Data items:
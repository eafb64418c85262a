use serde::{Deserialize, Serialize};

#[derive(Debug, Clone, Copy, PartialEq, Eq, Hash, Serialize, Deserialize)]
#[serde(rename_all = "lowercase")]
pub enum Crop {
    Rice,
    Wheat,
    Cotton,
    Maize,
    Sugarcane,
    Soybean,
    Potato,
    Tomato,
    Onion,
    Groundnut,
}

impl Crop {
    pub const ALL: [Crop; 10] = [
        Crop::Rice,
        Crop::Wheat,
        Crop::Cotton,
        Crop::Maize,
        Crop::Sugarcane,
        Crop::Soybean,
        Crop::Potato,
        Crop::Tomato,
        Crop::Onion,
        Crop::Groundnut,
    ];

    pub fn as_str(&self) -> &'static str {
        match self {
            Crop::Rice => "Rice",
            Crop::Wheat => "Wheat",
            Crop::Cotton => "Cotton",
            Crop::Maize => "Maize",
            Crop::Sugarcane => "Sugarcane",
            Crop::Soybean => "Soybean",
            Crop::Potato => "Potato",
            Crop::Tomato => "Tomato",
            Crop::Onion => "Onion",
            Crop::Groundnut => "Groundnut",
        }
    }

    pub fn from_str(s: &str) -> Option<Self> {
        match s.trim().to_lowercase().as_str() {
            "rice" => Some(Crop::Rice),
            "wheat" => Some(Crop::Wheat),
            "cotton" => Some(Crop::Cotton),
            "maize" => Some(Crop::Maize),
            "sugarcane" => Some(Crop::Sugarcane),
            "soybean" => Some(Crop::Soybean),
            "potato" => Some(Crop::Potato),
            "tomato" => Some(Crop::Tomato),
            "onion" => Some(Crop::Onion),
            "groundnut" => Some(Crop::Groundnut),
            _ => None,
        }
    }
}

impl std::fmt::Display for Crop {
    fn fmt(&self, f: &mut std::fmt::Formatter<'_>) -> std::fmt::Result {
        write!(f, "{}", self.as_str())
    }
}

#[derive(Debug, Clone, Copy, PartialEq, Eq, Hash, Serialize, Deserialize)]
#[serde(rename_all = "lowercase")]
pub enum CropStage {
    Germination,
    Vegetative,
    Flowering,
    Fruiting,
    Harvest,
}

impl CropStage {
    pub const ALL: [CropStage; 5] = [
        CropStage::Germination,
        CropStage::Vegetative,
        CropStage::Flowering,
        CropStage::Fruiting,
        CropStage::Harvest,
    ];

    pub fn as_str(&self) -> &'static str {
        match self {
            CropStage::Germination => "Germination",
            CropStage::Vegetative => "Vegetative",
            CropStage::Flowering => "Flowering",
            CropStage::Fruiting => "Fruiting",
            CropStage::Harvest => "Harvest",
        }
    }

    /// Long-form label as shown on the fertilizer planner.
    pub fn label(&self) -> &'static str {
        match self {
            CropStage::Germination => "Seedling/Germination",
            CropStage::Vegetative => "Vegetative Growth",
            CropStage::Flowering => "Flowering",
            CropStage::Fruiting => "Fruiting/Grain Filling",
            CropStage::Harvest => "Maturity/Harvest",
        }
    }

    /// Strict lookup on the short stage names only.
    ///
    /// The irrigation tables treat anything else (including the long
    /// fertilizer labels) as an unknown stage.
    pub fn from_str(s: &str) -> Option<Self> {
        match s.trim().to_lowercase().as_str() {
            "germination" => Some(CropStage::Germination),
            "vegetative" => Some(CropStage::Vegetative),
            "flowering" => Some(CropStage::Flowering),
            "fruiting" => Some(CropStage::Fruiting),
            "harvest" => Some(CropStage::Harvest),
            _ => None,
        }
    }

    /// Lenient lookup accepting both short names and long labels.
    pub fn from_label(s: &str) -> Option<Self> {
        Self::from_str(s).or_else(|| match s.trim().to_lowercase().as_str() {
            "seedling" | "seedling/germination" => Some(CropStage::Germination),
            "vegetative growth" => Some(CropStage::Vegetative),
            "grain filling" | "fruiting/grain filling" => Some(CropStage::Fruiting),
            "maturity" | "maturity/harvest" => Some(CropStage::Harvest),
            _ => None,
        })
    }

    pub fn is_flowering(&self) -> bool {
        matches!(self, CropStage::Flowering)
    }
}

impl std::fmt::Display for CropStage {
    fn fmt(&self, f: &mut std::fmt::Formatter<'_>) -> std::fmt::Result {
        write!(f, "{}", self.as_str())
    }
}

#[derive(Debug, Clone, Copy, PartialEq, Eq, Serialize, Deserialize)]
#[serde(rename_all = "lowercase")]
pub enum IrrigationMethod {
    Drip,
    Flood,
    Furrow,
}

impl IrrigationMethod {
    pub fn as_str(&self) -> &'static str {
        match self {
            IrrigationMethod::Drip => "drip",
            IrrigationMethod::Flood => "flood",
            IrrigationMethod::Furrow => "furrow",
        }
    }
}

impl std::fmt::Display for IrrigationMethod {
    fn fmt(&self, f: &mut std::fmt::Formatter<'_>) -> std::fmt::Result {
        write!(f, "{}", self.as_str())
    }
}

* [ASSIGNED TASK] Report the lines above that contain "Maize".

* [ANSWER BOX]
    Maize,
        Crop::Maize,
            Crop::Maize => "Maize",
            "maize" => Some(Crop::Maize),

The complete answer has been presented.